South Florida’s coastline is a destination of desire for hundreds of thousands of tourists every year, and a convenient pastime for residents.
However, living just miles from the coast comes at a price, a reality that becomes apparent annually from June 1 through Nov. 30, otherwise known as hurricane season. As is often clear in the aftermath of major natural disasters, the difficult scientific prediction of the paths and strengths of these storms is key to mitigating their impact.
At the forefront of this effort is senior Anibal Herrera, a marine science and physics double major at the Rosenstiel School of Marine & Atmospheric Science (RSMAS). As part of an effort stretching back to Fall of 2009, Anibal Herrera was a member of a research group, led by William Drennan, that utilized sensitive research buoys to gather data on typhoons in the Western Pacific, specifically Taiwan.

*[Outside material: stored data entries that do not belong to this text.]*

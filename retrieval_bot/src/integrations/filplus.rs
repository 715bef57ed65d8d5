use std::time::Duration;

use color_eyre::{eyre::WrapErr, Result};
use tracing::info;

use crate::config;
use crate::integrations::tasks::add_tasks;
use crate::repository::{DealRepository, ResultRepository, TaskRepository};
use crate::resolver::{
    IpInfo, LocationResolver, ProviderResolver, DEFAULT_IPINFO_URL, DEFAULT_LOTUS_API_URL,
};
use crate::sampler::random_objects;

/// The primary random-sampling generator: keeps the queue topped up with
/// a fair workload drawn across clients and providers.
pub struct FilPlusIntegration {
    task_repo: TaskRepository,
    deal_repo: DealRepository,
    result_repo: ResultRepository,
    location_resolver: LocationResolver,
    provider_resolver: ProviderResolver,
    ip_info: IpInfo,
    requester: String,
    batch_size: i64,
    rand_const: f64,
    task_timeout: Duration,
}

impl FilPlusIntegration {
    pub async fn new_from_env() -> Result<Self> {
        let task_repo = TaskRepository::connect(&config::get_required_string(
            config::QUEUE_DATABASE_URL,
        )?)
        .await?;
        let deal_repo = DealRepository::connect(&config::get_required_string(
            config::STATEMARKETDEALS_DATABASE_URL,
        )?)
        .await?;
        let result_repo = ResultRepository::connect(&config::get_required_string(
            config::RESULT_DATABASE_URL,
        )?)
        .await?;

        let location_resolver = LocationResolver::new(
            config::get_string(config::IPINFO_URL, DEFAULT_IPINFO_URL),
            config::get_optional_string(config::IPINFO_TOKEN),
            config::get_optional_string(config::LOCATION_CACHE_URL),
            config::get_duration(config::LOCATION_CACHE_TTL, Duration::from_secs(24 * 3600)),
        );
        let provider_resolver = ProviderResolver::new(
            config::get_string(config::LOTUS_API_URL, DEFAULT_LOTUS_API_URL),
            config::get_optional_string(config::LOTUS_API_TOKEN),
            config::get_optional_string(config::PROVIDER_CACHE_URL),
            config::get_duration(config::PROVIDER_CACHE_TTL, Duration::from_secs(24 * 3600)),
        );

        let ip_info = location_resolver
            .lookup_self()
            .await
            .wrap_err("failed to get public IP info")?;
        info!(ip = %ip_info.ip, "public IP info retrieved");

        Ok(Self {
            task_repo,
            deal_repo,
            result_repo,
            location_resolver,
            provider_resolver,
            ip_info,
            requester: "filplus".to_string(),
            batch_size: config::get_int(config::FILPLUS_INTEGRATION_BATCH_SIZE, 1000),
            rand_const: config::get_f64(config::FILPLUS_INTEGRATION_RANDOM_CONSTANT, 4.0),
            task_timeout: config::get_duration(
                config::FILPLUS_INTEGRATION_TASK_TIMEOUT,
                Duration::from_secs(15),
            ),
        })
    }

    pub async fn run_once(&self) -> Result<()> {
        info!("start running filplus integration");

        let queued = self.task_repo.count(&self.requester).await?;
        info!(count = queued, "current number of tasks in the queue");
        if queued > self.batch_size {
            info!("task queue still has {queued} tasks, doing nothing");
            return Ok(());
        }

        let total_per_client = self.deal_repo.total_per_client().await?;
        let documents = self.deal_repo.sample_live_deals(self.batch_size).await?;

        let half = documents.len() / 2;
        let selected = {
            let mut rng = rand::rng();
            random_objects(&mut rng, &documents, half, self.rand_const, &total_per_client)
        };

        let outcome = add_tasks(
            &self.requester,
            &self.ip_info,
            selected,
            &self.location_resolver,
            &self.provider_resolver,
            self.task_timeout,
        )
        .await;

        log_task_breakdown(&outcome.tasks);

        if !outcome.tasks.is_empty() {
            self.task_repo
                .enqueue_many(&outcome.tasks)
                .await
                .wrap_err("failed to insert tasks")?;
        }
        info!(count = outcome.tasks.len(), "inserted tasks");

        if !outcome.results.is_empty() {
            self.result_repo
                .insert_many(&outcome.results)
                .await
                .wrap_err("failed to insert results")?;
        }
        info!(count = outcome.results.len(), "inserted results");

        Ok(())
    }
}

fn log_task_breakdown(tasks: &[crate::types::Task]) {
    let mut per_country = std::collections::HashMap::new();
    let mut per_continent = std::collections::HashMap::new();
    let mut per_module = std::collections::HashMap::new();
    for task in tasks {
        *per_country
            .entry(task.provider.country.clone().unwrap_or_default())
            .or_insert(0_usize) += 1;
        *per_continent
            .entry(task.provider.continent.clone().unwrap_or_default())
            .or_insert(0_usize) += 1;
        *per_module.entry(task.module).or_insert(0_usize) += 1;
    }

    for (country, count) in per_country {
        info!(country, count, "tasks per country");
    }
    for (continent, count) in per_continent {
        info!(continent, count, "tasks per continent");
    }
    for (module, count) in per_module {
        info!(module = %module, count, "tasks per module");
    }
}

“I was simply ecstatic to be involved in such a large and exciting research project,” Herrera said.
Their objective was to examine the physical characteristics of typhoons at sea level, a task that has been previously unsuccessful. Since many storm systems occur at sea level, the importance of the data is evident in the development of innovative forecast models.
After being formally invited to join the group in the spring of 2010, Herrera was first heavily involved with the assembly and integration of the hardware necessary for the buoys’ data collection role.
“I learned a great deal about the work involved in putting together such a project, both logistically and physically,” Herrera said.
A budding physical oceanographer, Herrera went on to say that if he had to pick one specific aspect of the research project that excited him the most, it was “the opportunity to go out to sea and get a hands on experience aboard a research vessel while learning and working on such an important and innovative project.”
This past semester, he was invited to participate in the data analysis phase of the research. The findings of the research group will be published later this year, in which Herrera will be cited as a co-author.
When asked about his future plans, Herrera said that he hopes to attend graduate school with a focus on hurricanes and typhoons. His ultimate goal is to “contribute to the development of a healthier relationship between Earth and humanity through oceanographic research,” a goal he is now well prepared to achieve.